Ontem de tarde, por volta das 15 horas, o aluno Ronald Arthur Weasley foi raptado por Comensais da Morte. Esse sábado foi um dos dias em que a Escola de Magia e Bruxaria de Hogwarts abiu suas portas para que seus alunos pudessem visitar o vilarejo bruxo mais próximo do castelo: Hogsmeade. O que não se esperava é que, dentro de toda aquela comoção, Comensais da Morte aparecessem e causassem pânico em todos. Durante o ataque, trinta e cinco alunos de Hogwarts e vinte e três residentes do vilarejo ficaram feridos, e a maioria foi encaminhada para a enfermaria de Hogwarts. Não houve nenhuma vítima fatal. Ao procurarmos o Ministro da Magia para que ele comentasse o caso, tudo o que ficamos sabendo é que ele estava resolvendo problemas de questão diplomática na Romênia, e que não estava disponível.

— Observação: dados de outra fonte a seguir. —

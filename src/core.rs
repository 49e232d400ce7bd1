//! Request-boundary facade.
//!
//! [`AuthCore`] wires the engines together and exposes one method per
//! front-door operation. The front door (GraphQL, HTTP, whatever the
//! embedding application runs) translates its requests onto these
//! methods one-to-one and never touches the engines directly.

use crate::audit::AuditLog;
use crate::environment::CoreEnvironment;
use crate::error::{CoreError, Result};
use crate::otp::{OtpEngine, OtpSendResult, OtpVerification};
use crate::providers::{Clock, GraphStore, MessageDispatcher};
use crate::router::{RouteAction, RouteDecision, Router};
use crate::session::{
    IssuedSession, RevocationOutcome, SessionEngine, SessionMetadata, SessionValidation,
};
use crate::state::{ChannelType, WebAuthnCredential};
use crate::webauthn::options::{AuthenticationChallenge, RegistrationChallenge};
use crate::webauthn::{RegistrationVerification, WebAuthnEngine};
use chrono::{DateTime, Utc};
use std::sync::Arc;

/// Response to a `VerifyOTP` request.
///
/// Failure is a response, not an error: the caller learns only
/// `verified = false` plus a coarse message.
#[derive(Debug, Clone, PartialEq)]
pub struct VerifyOtpResponse {
    /// Whether the code verified and was consumed.
    pub verified: bool,

    /// Caller-facing message.
    pub message: String,

    /// The routed user, when verified.
    pub user_id: Option<String>,

    /// Signin or register, when verified.
    pub action: Option<RouteAction>,

    /// Channel DID of the verified pair, when verified.
    pub channel_did: Option<String>,
}

/// Response to a `ValidateSession` request.
#[derive(Debug, Clone, PartialEq, Eq)]
pub struct ValidateSessionResponse {
    /// Whether the token is effectively valid.
    pub valid: bool,

    /// The session's user, when valid.
    pub user_id: Option<String>,

    /// The stored expiry, when valid.
    pub expires_at: Option<DateTime<Utc>>,
}

/// Response to a `VerifyWebAuthnAuthentication` request.
///
/// A verified assertion immediately establishes a session.
#[derive(Debug, Clone, PartialEq, Eq)]
pub struct WebAuthnSessionResponse {
    /// Credential that answered the challenge.
    pub credential_id: String,

    /// Uid of the established session.
    pub session_id: String,

    /// Bearer token for the established session.
    pub token: String,

    /// Session expiry.
    pub expires_at: DateTime<Utc>,
}

/// The authentication core.
///
/// Owns one engine per subsystem, all sharing the environment's store,
/// dispatcher, clock, and audit log.
pub struct AuthCore<S, M, C>
where
    S: GraphStore + Clone,
    M: MessageDispatcher + Clone,
    C: Clock + Clone,
{
    store: S,
    audit: Arc<AuditLog<S, C>>,
    otp: OtpEngine<S, M, C>,
    router: Router<S, C>,
    webauthn: WebAuthnEngine<S, C>,
    session: SessionEngine<S, C>,
}

impl<S, M, C> AuthCore<S, M, C>
where
    S: GraphStore + Clone,
    M: MessageDispatcher + Clone,
    C: Clock + Clone,
{
    /// Assemble the core from an environment.
    #[must_use]
    pub fn new(env: CoreEnvironment<S, M, C>) -> Self {
        let audit = Arc::new(AuditLog::new(
            env.store.clone(),
            env.clock.clone(),
            env.config.audit.clone(),
        ));

        let otp = OtpEngine::new(
            env.store.clone(),
            env.dispatcher.clone(),
            env.clock.clone(),
            env.config.otp.clone(),
            Arc::clone(&audit),
        );
        let router = Router::new(env.store.clone(), env.clock.clone(), Arc::clone(&audit));
        let webauthn = WebAuthnEngine::new(
            env.store.clone(),
            env.clock.clone(),
            env.config.webauthn.clone(),
            Arc::clone(&audit),
        );
        let session = SessionEngine::new(
            env.store.clone(),
            env.clock.clone(),
            env.config.session.clone(),
            Arc::clone(&audit),
        );

        Self {
            store: env.store,
            audit,
            otp,
            router,
            webauthn,
            session,
        }
    }

    /// The shared audit log.
    #[must_use]
    pub fn audit(&self) -> &AuditLog<S, C> {
        &self.audit
    }

    // ═══════════════════════════════════════════════════════════
    // OTP
    // ═══════════════════════════════════════════════════════════

    /// `SendOTP{channel, recipient}`.
    ///
    /// # Errors
    ///
    /// Returns [`CoreError::InvalidInput`] for an unknown channel or
    /// malformed recipient, or a store error.
    pub async fn send_otp(&self, channel: &str, recipient: &str) -> Result<OtpSendResult> {
        let channel_type = parse_channel(channel)?;
        self.otp.send(channel_type, recipient, "auth").await
    }

    /// `VerifyOTP{recipient, code}`.
    ///
    /// On success the router decides signin vs. register and its
    /// outcome is folded into the response.
    ///
    /// # Errors
    ///
    /// Returns [`CoreError::InvalidInput`] for a malformed code, or a
    /// store error. Wrong and expired codes are responses, not errors.
    pub async fn verify_otp(&self, recipient: &str, code: &str) -> Result<VerifyOtpResponse> {
        match self.otp.verify(recipient, code).await? {
            OtpVerification::Invalid { message } => Ok(VerifyOtpResponse {
                verified: false,
                message: message.to_string(),
                user_id: None,
                action: None,
                channel_did: None,
            }),
            OtpVerification::Verified {
                channel_type,
                channel_did,
            } => {
                let decision = self.router.route(&channel_did, channel_type).await?;
                Ok(VerifyOtpResponse {
                    verified: true,
                    message: decision.message.clone(),
                    user_id: Some(decision.user_id),
                    action: Some(decision.action),
                    channel_did: Some(channel_did),
                })
            }
        }
    }

    // ═══════════════════════════════════════════════════════════
    // Routing
    // ═══════════════════════════════════════════════════════════

    /// `Route{channelDID, channelType}`.
    ///
    /// # Errors
    ///
    /// Returns [`CoreError::InvalidInput`] for an unknown channel or
    /// malformed DID, [`CoreError::Unauthorized`] for a channel that
    /// must not authenticate, or a store error.
    pub async fn route(&self, channel_did: &str, channel_type: &str) -> Result<RouteDecision> {
        let channel_type = parse_channel(channel_type)?;
        self.router.route(channel_did, channel_type).await
    }

    // ═══════════════════════════════════════════════════════════
    // WebAuthn
    // ═══════════════════════════════════════════════════════════

    /// `CreateWebAuthnRegistrationChallenge{userId, username, displayName}`.
    ///
    /// # Errors
    ///
    /// Returns [`CoreError::Unauthorized`] for an unknown user, or a
    /// store error.
    pub async fn create_webauthn_registration_challenge(
        &self,
        user_id: &str,
        username: &str,
        display_name: &str,
    ) -> Result<RegistrationChallenge> {
        self.webauthn
            .create_registration_challenge(user_id, username, display_name)
            .await
    }

    /// `VerifyWebAuthnRegistration{userId, challenge, clientDataJSON, attestationObject}`.
    ///
    /// # Errors
    ///
    /// Returns [`CoreError::InvalidInput`] for undecodable payloads,
    /// [`CoreError::Unauthorized`] for any verification failure, or a
    /// store error.
    pub async fn verify_webauthn_registration(
        &self,
        user_id: &str,
        challenge: &str,
        client_data_json: &str,
        attestation_object: &str,
    ) -> Result<RegistrationVerification> {
        self.webauthn
            .verify_registration(user_id, challenge, client_data_json, attestation_object)
            .await
    }

    /// `CreateWebAuthnAuthenticationChallenge{userId}`.
    ///
    /// # Errors
    ///
    /// Returns [`CoreError::Unauthorized`] if the user has no
    /// credentials, or a store error.
    pub async fn create_webauthn_authentication_challenge(
        &self,
        user_id: &str,
    ) -> Result<AuthenticationChallenge> {
        self.webauthn.create_authentication_challenge(user_id).await
    }

    /// `VerifyWebAuthnAuthentication{userId, challenge, clientDataJSON,
    /// authenticatorData, signature, userHandle?}`.
    ///
    /// A verified assertion immediately issues a `webauthn` session.
    ///
    /// # Errors
    ///
    /// Returns [`CoreError::InvalidInput`] for undecodable payloads,
    /// [`CoreError::ChallengeReplay`] on sign-counter regression,
    /// [`CoreError::Unauthorized`] for any other verification failure,
    /// or a store error.
    #[allow(clippy::too_many_arguments)]
    pub async fn verify_webauthn_authentication(
        &self,
        user_id: &str,
        challenge: &str,
        client_data_json: &str,
        authenticator_data: &str,
        signature: &str,
        user_handle: Option<&str>,
    ) -> Result<WebAuthnSessionResponse> {
        let verification = self
            .webauthn
            .verify_authentication(
                user_id,
                challenge,
                client_data_json,
                authenticator_data,
                signature,
                user_handle,
            )
            .await?;

        let mut claims = serde_json::Map::new();
        claims.insert(
            "credentialId".to_string(),
            verification.credential_id.clone().into(),
        );
        let issued = self
            .session
            .issue(
                user_id,
                crate::constants::auth_methods::WEBAUTHN,
                claims,
                SessionMetadata::default(),
            )
            .await?;

        Ok(WebAuthnSessionResponse {
            credential_id: verification.credential_id,
            session_id: issued.session_id,
            token: issued.token,
            expires_at: issued.expires_at,
        })
    }

    /// Enrolled credentials for a user, for front-door listings.
    ///
    /// # Errors
    ///
    /// Returns a store error if the query fails.
    pub async fn list_webauthn_credentials(
        &self,
        user_id: &str,
    ) -> Result<Vec<WebAuthnCredential>> {
        self.webauthn.credentials_for_user(user_id).await
    }

    /// Garbage-collect expired WebAuthn challenges.
    ///
    /// # Errors
    ///
    /// Returns a store error if the purge fails.
    pub async fn purge_expired_webauthn_challenges(&self) -> Result<u64> {
        self.webauthn.purge_expired_challenges().await
    }

    // ═══════════════════════════════════════════════════════════
    // Sessions
    // ═══════════════════════════════════════════════════════════

    /// `CreateSession{userId, channelDID, action}`.
    ///
    /// Issues a `passwordless` session carrying the channel DID and
    /// flow action as claims.
    ///
    /// # Errors
    ///
    /// Returns [`CoreError::InvalidInput`] for an unknown action,
    /// [`CoreError::Unauthorized`] for an unknown user, or a store
    /// error.
    pub async fn create_session(
        &self,
        user_id: &str,
        channel_did: &str,
        action: &str,
    ) -> Result<IssuedSession> {
        if action != "signin" && action != "register" {
            return Err(CoreError::InvalidInput(format!("unknown action `{action}`")));
        }
        if self.user_missing(user_id).await? {
            return Err(CoreError::Unauthorized);
        }

        let mut claims = serde_json::Map::new();
        claims.insert("channelDID".to_string(), channel_did.into());
        claims.insert("action".to_string(), action.into());

        self.session
            .issue(
                user_id,
                crate::constants::auth_methods::PASSWORDLESS,
                claims,
                SessionMetadata::default(),
            )
            .await
    }

    /// `ValidateSession{token}`.
    ///
    /// Invalid tokens are a response, not an error; the caller never
    /// learns why.
    ///
    /// # Errors
    ///
    /// Returns a store error if the lookup fails.
    pub async fn validate_session(&self, token: &str) -> Result<ValidateSessionResponse> {
        match self.session.validate(token).await {
            Ok(SessionValidation {
                user_id,
                expires_at,
            }) => Ok(ValidateSessionResponse {
                valid: true,
                user_id: Some(user_id),
                expires_at: Some(expires_at),
            }),
            Err(CoreError::Unauthorized) => Ok(ValidateSessionResponse {
                valid: false,
                user_id: None,
                expires_at: None,
            }),
            Err(e) => Err(e),
        }
    }

    /// `RefreshSession{token}`.
    ///
    /// # Errors
    ///
    /// Returns [`CoreError::Unauthorized`] if the token is invalid or
    /// outside its refresh window, or a store error.
    pub async fn refresh_session(&self, token: &str) -> Result<IssuedSession> {
        self.session.refresh(token).await
    }

    /// `RevokeSession{token, reason}`.
    ///
    /// # Errors
    ///
    /// Returns a store error if the mutation fails.
    pub async fn revoke_session(&self, token: &str, reason: &str) -> Result<RevocationOutcome> {
        self.session.revoke(token, reason).await
    }

    async fn user_missing(&self, user_id: &str) -> Result<bool> {
        Ok(self.store.find_user(user_id).await?.is_none())
    }
}

/// Parse a wire channel name.
fn parse_channel(channel: &str) -> Result<ChannelType> {
    ChannelType::parse(channel)
        .ok_or_else(|| CoreError::InvalidInput(format!("unknown channel `{channel}`")))
}

#[cfg(test)]
mod tests {
    use super::*;

    #[test]
    fn test_parse_channel() {
        assert_eq!(parse_channel("email").unwrap(), ChannelType::Email);
        assert!(matches!(
            parse_channel("fax"),
            Err(CoreError::InvalidInput(_))
        ));
    }
}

Perguntamos à sua porta-voz se ele havia feito algum comentário sobre o caso, levando em consideração que Comensais da Morte já foram avistados na última Copa Mundial de Quadribol, mas tudo o que ela disse foi que o Sr. Cornélio Fudge (Ministro da Magia) reconhecia o reaparecimento dos seguidores Daquele-Que-Não-Deve-Ser-Nomeado, mas não tinha certeza se o próprio Lord das Trevas havia voltado. Por enquanto, toda a população bruxa está em estado de caos, e o pânico será o próximo estágio. Alvo Dumbledore, diretor de Hogwarts e que comentou o ocorrido, disse que Aquele-Que-Não-Deve-Ser-Nomeado voltou sim, e que essa era apenas mais uma prova. Os Weasleys, família de bruxos tradicional, também deram um breve depoimento. Disseram que têm plena confiança em Alvo Dumbledore, e que esperam pelo melhor. Além de Ronald, os Weasleys ainda têm mais três filhos em Hogwarts, aos quais não tivemos acesso. Acredita-se que agora não há mais como negar. Aqueles que viveram durante a primeira tentativa de dominação Daquele-Que-Não-Deve-Ser-Nomeado temem pelo pior, e muitos já deixaram a Europa com medo de um ressurgimento. Esperamos que o Ministro esteja certo, mas a maioria da população bruxa já acredita que Alvo Dumbledore é que tem razão. O "Profeta Diário" os manterá informados sobre qualquer desenvolvimento do caso."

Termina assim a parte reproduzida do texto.